=== WHAT NEEDS TO BE DONE ===
Look for "StdRng" in every line of the listing. Copy the lines that have it.
▼
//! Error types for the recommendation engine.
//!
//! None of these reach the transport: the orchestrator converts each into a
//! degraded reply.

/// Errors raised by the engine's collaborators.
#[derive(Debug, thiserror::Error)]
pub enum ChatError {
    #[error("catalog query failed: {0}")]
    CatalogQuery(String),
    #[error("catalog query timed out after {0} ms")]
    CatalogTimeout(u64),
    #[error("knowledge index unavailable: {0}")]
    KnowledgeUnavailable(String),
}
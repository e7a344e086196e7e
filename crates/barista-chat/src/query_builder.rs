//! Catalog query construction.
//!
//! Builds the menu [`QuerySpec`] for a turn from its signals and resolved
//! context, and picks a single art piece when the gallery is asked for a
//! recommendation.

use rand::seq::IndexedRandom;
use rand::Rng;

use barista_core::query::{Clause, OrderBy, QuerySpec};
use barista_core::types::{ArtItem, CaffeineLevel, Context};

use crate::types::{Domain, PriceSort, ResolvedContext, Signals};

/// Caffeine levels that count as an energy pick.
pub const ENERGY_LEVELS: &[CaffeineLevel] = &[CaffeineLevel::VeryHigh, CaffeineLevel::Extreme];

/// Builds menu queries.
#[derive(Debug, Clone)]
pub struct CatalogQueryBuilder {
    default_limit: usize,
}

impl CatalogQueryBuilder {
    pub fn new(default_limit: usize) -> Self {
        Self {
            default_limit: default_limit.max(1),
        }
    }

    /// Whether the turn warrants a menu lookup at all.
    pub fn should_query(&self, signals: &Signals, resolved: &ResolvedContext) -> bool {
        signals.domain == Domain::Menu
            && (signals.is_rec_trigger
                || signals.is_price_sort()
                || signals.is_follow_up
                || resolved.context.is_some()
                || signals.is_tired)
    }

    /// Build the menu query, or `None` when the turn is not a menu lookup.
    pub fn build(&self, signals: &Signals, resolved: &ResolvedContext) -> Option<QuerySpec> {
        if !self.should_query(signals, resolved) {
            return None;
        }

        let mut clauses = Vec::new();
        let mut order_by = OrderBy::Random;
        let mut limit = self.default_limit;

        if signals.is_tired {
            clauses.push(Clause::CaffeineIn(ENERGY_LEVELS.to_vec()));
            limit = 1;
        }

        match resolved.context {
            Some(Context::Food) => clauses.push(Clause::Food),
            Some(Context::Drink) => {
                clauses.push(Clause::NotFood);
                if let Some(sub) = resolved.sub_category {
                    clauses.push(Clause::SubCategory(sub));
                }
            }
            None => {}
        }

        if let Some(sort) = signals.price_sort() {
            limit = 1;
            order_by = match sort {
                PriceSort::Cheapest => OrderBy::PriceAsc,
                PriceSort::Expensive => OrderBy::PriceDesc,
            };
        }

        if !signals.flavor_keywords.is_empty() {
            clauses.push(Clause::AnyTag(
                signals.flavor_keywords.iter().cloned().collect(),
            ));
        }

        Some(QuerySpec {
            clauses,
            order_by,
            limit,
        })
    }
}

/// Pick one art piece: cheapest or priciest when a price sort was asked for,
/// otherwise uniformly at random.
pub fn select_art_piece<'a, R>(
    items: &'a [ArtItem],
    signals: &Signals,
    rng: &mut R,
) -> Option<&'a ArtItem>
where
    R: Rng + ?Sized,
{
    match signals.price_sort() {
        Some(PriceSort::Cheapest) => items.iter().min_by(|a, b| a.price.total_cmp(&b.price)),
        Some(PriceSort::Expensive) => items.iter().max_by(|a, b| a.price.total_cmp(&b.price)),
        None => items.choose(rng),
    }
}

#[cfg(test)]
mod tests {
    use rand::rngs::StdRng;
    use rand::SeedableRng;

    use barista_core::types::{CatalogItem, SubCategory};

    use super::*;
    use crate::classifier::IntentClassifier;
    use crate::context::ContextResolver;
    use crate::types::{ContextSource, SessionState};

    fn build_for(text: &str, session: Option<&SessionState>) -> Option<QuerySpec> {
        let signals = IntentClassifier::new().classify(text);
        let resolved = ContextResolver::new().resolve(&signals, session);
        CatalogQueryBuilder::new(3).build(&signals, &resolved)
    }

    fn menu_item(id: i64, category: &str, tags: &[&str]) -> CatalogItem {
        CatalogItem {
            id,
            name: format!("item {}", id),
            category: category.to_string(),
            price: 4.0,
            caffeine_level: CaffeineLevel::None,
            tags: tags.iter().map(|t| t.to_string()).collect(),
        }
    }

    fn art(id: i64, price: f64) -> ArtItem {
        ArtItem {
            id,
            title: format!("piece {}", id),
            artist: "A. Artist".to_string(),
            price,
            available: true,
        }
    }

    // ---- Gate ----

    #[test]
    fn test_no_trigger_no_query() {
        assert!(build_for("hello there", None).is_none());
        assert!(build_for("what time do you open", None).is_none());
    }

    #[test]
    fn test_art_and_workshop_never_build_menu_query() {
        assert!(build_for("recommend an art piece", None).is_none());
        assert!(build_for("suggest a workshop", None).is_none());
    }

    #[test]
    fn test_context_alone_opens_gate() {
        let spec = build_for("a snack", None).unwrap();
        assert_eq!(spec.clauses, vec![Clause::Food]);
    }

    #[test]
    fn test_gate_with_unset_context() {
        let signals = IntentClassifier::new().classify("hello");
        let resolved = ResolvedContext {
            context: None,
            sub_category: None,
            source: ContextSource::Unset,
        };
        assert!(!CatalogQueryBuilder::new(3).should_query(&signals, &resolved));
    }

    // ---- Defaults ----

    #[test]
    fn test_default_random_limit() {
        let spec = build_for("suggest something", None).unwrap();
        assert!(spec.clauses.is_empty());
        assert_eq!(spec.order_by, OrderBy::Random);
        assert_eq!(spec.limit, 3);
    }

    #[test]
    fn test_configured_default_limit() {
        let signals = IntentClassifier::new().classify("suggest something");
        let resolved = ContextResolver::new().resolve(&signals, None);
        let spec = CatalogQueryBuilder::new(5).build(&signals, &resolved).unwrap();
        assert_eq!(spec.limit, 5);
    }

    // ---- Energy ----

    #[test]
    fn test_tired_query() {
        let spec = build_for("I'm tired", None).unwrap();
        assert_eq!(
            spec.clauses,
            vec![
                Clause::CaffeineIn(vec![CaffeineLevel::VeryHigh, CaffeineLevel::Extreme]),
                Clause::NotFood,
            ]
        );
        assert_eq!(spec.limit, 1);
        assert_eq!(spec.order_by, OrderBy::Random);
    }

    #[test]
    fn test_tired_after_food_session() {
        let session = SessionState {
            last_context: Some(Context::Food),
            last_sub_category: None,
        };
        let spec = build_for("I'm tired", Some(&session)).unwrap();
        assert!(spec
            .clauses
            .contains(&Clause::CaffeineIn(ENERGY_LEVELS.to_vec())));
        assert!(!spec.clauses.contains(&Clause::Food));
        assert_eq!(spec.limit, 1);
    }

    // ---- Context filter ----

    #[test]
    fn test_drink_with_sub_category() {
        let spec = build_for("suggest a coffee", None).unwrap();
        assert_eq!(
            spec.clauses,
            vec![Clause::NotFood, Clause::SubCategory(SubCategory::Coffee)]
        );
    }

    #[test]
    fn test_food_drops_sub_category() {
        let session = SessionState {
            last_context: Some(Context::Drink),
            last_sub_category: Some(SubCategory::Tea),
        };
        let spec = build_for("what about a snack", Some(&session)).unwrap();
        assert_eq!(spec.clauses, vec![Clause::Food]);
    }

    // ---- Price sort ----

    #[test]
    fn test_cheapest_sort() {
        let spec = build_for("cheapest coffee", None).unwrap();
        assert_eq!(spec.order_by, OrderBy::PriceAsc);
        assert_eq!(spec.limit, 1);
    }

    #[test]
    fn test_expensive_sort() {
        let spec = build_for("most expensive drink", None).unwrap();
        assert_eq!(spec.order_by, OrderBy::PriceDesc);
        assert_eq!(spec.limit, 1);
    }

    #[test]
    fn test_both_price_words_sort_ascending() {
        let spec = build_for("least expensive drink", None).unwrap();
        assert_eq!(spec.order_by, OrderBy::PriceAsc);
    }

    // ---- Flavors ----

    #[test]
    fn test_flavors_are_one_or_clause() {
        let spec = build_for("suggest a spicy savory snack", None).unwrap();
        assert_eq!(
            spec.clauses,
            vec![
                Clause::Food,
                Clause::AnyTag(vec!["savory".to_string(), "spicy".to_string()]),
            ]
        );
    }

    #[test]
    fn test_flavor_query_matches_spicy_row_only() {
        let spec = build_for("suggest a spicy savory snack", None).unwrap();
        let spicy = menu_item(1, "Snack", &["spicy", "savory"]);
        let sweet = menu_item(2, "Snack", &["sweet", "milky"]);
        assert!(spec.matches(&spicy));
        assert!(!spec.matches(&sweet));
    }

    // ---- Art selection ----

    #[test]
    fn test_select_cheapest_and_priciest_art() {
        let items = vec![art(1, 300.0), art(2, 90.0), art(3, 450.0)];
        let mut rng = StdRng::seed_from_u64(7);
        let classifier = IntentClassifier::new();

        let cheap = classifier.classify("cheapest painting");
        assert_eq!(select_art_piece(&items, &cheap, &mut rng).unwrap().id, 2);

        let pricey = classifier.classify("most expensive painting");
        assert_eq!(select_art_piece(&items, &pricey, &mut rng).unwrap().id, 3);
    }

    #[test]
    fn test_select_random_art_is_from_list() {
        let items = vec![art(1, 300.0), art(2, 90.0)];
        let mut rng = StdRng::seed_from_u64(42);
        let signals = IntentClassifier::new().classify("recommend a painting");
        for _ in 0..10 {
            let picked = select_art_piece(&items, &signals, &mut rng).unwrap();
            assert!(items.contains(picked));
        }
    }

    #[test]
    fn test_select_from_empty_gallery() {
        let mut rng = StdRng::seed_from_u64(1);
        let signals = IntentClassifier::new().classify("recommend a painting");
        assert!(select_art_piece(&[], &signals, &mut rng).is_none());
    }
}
▲
=== ANSWER SECTION ===
    use rand::rngs::StdRng;
        let mut rng = StdRng::seed_from_u64(7);
        let mut rng = StdRng::seed_from_u64(42);
        let mut rng = StdRng::seed_from_u64(1);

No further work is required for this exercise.